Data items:

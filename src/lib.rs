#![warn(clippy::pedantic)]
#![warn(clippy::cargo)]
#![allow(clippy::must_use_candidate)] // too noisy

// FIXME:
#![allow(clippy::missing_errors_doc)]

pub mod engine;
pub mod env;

...

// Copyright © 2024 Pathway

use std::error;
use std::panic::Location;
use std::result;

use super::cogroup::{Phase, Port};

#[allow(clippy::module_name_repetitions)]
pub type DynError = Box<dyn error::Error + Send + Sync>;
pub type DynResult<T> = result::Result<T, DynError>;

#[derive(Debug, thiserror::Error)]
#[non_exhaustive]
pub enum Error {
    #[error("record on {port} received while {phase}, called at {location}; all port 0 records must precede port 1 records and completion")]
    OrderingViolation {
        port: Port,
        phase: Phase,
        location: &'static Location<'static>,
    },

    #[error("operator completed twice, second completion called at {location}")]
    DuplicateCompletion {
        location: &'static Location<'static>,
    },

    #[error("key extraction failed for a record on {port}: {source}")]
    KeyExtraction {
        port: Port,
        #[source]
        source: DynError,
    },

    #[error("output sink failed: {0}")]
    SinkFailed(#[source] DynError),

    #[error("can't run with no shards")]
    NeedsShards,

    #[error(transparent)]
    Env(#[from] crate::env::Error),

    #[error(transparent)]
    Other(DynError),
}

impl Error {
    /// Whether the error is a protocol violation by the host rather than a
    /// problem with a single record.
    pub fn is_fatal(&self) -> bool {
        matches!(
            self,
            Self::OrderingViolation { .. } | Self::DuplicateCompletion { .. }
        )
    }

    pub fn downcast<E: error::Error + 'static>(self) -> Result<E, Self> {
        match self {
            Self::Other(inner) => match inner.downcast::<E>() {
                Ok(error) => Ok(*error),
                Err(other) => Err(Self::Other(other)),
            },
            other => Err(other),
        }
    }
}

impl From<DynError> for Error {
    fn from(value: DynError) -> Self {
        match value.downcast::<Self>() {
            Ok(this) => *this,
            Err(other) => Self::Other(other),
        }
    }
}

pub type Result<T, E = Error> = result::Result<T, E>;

...

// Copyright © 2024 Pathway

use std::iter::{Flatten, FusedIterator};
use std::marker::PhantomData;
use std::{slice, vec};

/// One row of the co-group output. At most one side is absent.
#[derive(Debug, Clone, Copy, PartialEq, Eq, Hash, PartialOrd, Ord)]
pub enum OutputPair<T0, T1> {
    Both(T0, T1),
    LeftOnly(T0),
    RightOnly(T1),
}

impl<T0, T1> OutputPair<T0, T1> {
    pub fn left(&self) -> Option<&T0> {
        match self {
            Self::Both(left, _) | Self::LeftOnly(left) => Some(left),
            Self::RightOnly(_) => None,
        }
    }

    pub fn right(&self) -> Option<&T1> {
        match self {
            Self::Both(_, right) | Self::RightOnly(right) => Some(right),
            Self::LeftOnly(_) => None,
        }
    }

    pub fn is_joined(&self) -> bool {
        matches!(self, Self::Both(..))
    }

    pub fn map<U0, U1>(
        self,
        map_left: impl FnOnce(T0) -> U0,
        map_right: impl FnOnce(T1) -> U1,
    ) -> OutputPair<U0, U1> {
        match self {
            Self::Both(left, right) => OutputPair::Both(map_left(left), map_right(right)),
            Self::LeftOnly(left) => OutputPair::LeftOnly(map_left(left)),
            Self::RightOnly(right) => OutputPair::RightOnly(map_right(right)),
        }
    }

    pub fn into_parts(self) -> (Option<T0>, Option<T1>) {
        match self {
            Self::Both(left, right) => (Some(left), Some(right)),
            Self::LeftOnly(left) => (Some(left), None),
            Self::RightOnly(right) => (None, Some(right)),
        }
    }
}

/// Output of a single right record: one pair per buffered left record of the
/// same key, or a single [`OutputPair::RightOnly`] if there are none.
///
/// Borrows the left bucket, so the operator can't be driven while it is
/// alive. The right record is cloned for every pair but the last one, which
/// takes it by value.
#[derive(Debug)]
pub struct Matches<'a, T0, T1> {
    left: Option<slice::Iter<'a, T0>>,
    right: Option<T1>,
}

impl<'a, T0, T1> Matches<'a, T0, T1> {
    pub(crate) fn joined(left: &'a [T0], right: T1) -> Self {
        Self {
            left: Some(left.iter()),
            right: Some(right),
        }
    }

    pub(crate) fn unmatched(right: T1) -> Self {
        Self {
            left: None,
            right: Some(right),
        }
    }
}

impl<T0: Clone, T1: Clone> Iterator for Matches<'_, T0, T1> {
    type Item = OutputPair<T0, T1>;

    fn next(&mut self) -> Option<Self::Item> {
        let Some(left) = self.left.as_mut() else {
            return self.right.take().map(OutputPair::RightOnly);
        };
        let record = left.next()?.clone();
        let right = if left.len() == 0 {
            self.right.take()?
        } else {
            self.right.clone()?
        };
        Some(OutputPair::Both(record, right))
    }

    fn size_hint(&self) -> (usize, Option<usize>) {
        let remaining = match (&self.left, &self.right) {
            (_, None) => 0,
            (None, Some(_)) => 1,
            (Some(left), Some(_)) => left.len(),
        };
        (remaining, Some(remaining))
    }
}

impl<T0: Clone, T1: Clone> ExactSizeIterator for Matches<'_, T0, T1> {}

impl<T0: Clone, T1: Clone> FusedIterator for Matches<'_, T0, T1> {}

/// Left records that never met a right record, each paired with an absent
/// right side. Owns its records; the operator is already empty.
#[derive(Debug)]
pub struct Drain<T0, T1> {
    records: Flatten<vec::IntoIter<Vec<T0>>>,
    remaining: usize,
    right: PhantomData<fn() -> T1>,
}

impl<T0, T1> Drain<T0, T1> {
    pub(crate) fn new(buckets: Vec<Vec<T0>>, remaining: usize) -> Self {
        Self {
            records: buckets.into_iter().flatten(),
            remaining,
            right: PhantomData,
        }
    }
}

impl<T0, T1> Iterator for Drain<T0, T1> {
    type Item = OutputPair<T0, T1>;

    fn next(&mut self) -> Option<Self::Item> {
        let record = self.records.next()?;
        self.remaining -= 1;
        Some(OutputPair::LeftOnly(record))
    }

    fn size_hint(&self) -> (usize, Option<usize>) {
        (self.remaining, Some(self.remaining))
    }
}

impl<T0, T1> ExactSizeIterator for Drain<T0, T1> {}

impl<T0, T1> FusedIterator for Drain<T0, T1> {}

## PROBLEM DETAILS
Which lines of the entries above contain the word "records"? Copy each of them.

## PROBLEM SOLUTION
    #[error("record on {port} received while {phase}, called at {location}; all port 0 records must precede port 1 records and completion")]
/// Left records that never met a right record, each paired with an absent
/// right side. Owns its records; the operator is already empty.
    records: Flatten<vec::IntoIter<Vec<T0>>>,
            records: buckets.into_iter().flatten(),
        let record = self.records.next()?;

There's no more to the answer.